Here we propose an enriched region detection method for ChIP-seq data to identify long enriched regions by combining a signal denoising algorithm with a false discovery rate (FDR) approach. The binned ChIP-seq data for PolII are first processed using a non-local means (NL-means) algorithm for purposes of denoising. Then, a FDR approach is developed to determine the threshold for marking enriched regions in the binned histogram.

Results

We first test our method using a public PolII ChIP-seq dataset and compare our results with published results obtained using the published algorithm HPeak. Our results show a high consistency with the published results (80-100%). Then, we apply our proposed method on PolII ChIP-seq data generated in our own study on the effects of hormone on the breast cancer cell line MCF7. The results demonstrate that our method can effectively identify long enriched regions in ChIP-seq datasets.
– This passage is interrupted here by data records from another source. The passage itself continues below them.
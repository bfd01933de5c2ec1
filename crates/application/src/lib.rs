//! Application services and ports.

#![forbid(unsafe_code)]

mod event_log_service;
mod login_service;
mod submission_service;
mod upload_ports;
mod upload_service;

#[cfg(test)]
mod test_support;

pub use event_log_service::{EventLogRepository, EventLogService};
pub use login_service::{LoginOutcome, LoginService};
pub use submission_service::SubmissionService;
pub use upload_ports::{UploadStore, UploadWriter};
pub use upload_service::{UploadReceipt, UploadService, UploadSession};
use std::fmt::{Display, Formatter};

/// Name used when a client filename sanitizes to nothing.
pub const FALLBACK_FILENAME: &str = "unnamed_upload";

/// Longest stored filename, matching the common filesystem `NAME_MAX`.
pub const MAX_FILENAME_BYTES: usize = 255;

/// A client-supplied filename reduced to a flat, filesystem-safe key.
///
/// The value only contains `[A-Za-z0-9_.-]`, never starts or ends with `.`
/// or `_`, and is never empty, so it cannot name a directory, a parent
/// directory or a hidden file.
#[derive(Debug, Clone, PartialEq, Eq, Hash)]
pub struct SafeFilename(String);

impl SafeFilename {
    /// Sanitizes a raw client filename. Applying it twice is a no-op.
    #[must_use]
    pub fn sanitize(raw: &str) -> Self {
        let spaced: String = raw
            .chars()
            .filter(char::is_ascii)
            .map(|character| match character {
                '/' | '\\' => ' ',
                other => other,
            })
            .collect();

        let joined = spaced.split_whitespace().collect::<Vec<_>>().join("_");

        let filtered: String = joined
            .chars()
            .filter(|character| {
                character.is_ascii_alphanumeric() || matches!(character, '_' | '.' | '-')
            })
            .collect();

        let trimmed = filtered.trim_matches(is_edge_character);
        // Only ASCII remains, so any byte index is a char boundary.
        let truncated = &trimmed[..trimmed.len().min(MAX_FILENAME_BYTES)];
        let truncated = truncated.trim_end_matches(is_edge_character);

        if truncated.is_empty() {
            return Self(FALLBACK_FILENAME.to_owned());
        }

        Self(truncated.to_owned())
    }

    /// Returns the sanitized name.
    #[must_use]
    pub fn as_str(&self) -> &str {
        self.0.as_str()
    }
}

impl Display for SafeFilename {
    fn fmt(&self, formatter: &mut Formatter<'_>) -> std::fmt::Result {
        formatter.write_str(&self.0)
    }
}

impl From<SafeFilename> for String {
    fn from(value: SafeFilename) -> Self {
        value.0
    }
}

fn is_edge_character(character: char) -> bool {
    matches!(character, '.' | '_')
}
Specifically, pertaining to MCF7 control samples we identified 5,911 segments with length of at least 4 Kbp (maximum 233,000 bp); and in MCF7 treated with E2 samples, we identified 6,200 such segments (maximum 325,000 bp).

Conclusions

We demonstrated the effectiveness of this method in studying binding patterns of PolII in cancer cells which enables further deep analysis in transcription regulation and epigenetics. Our method complements existing peak detection algorithms for ChIP-seq experiments.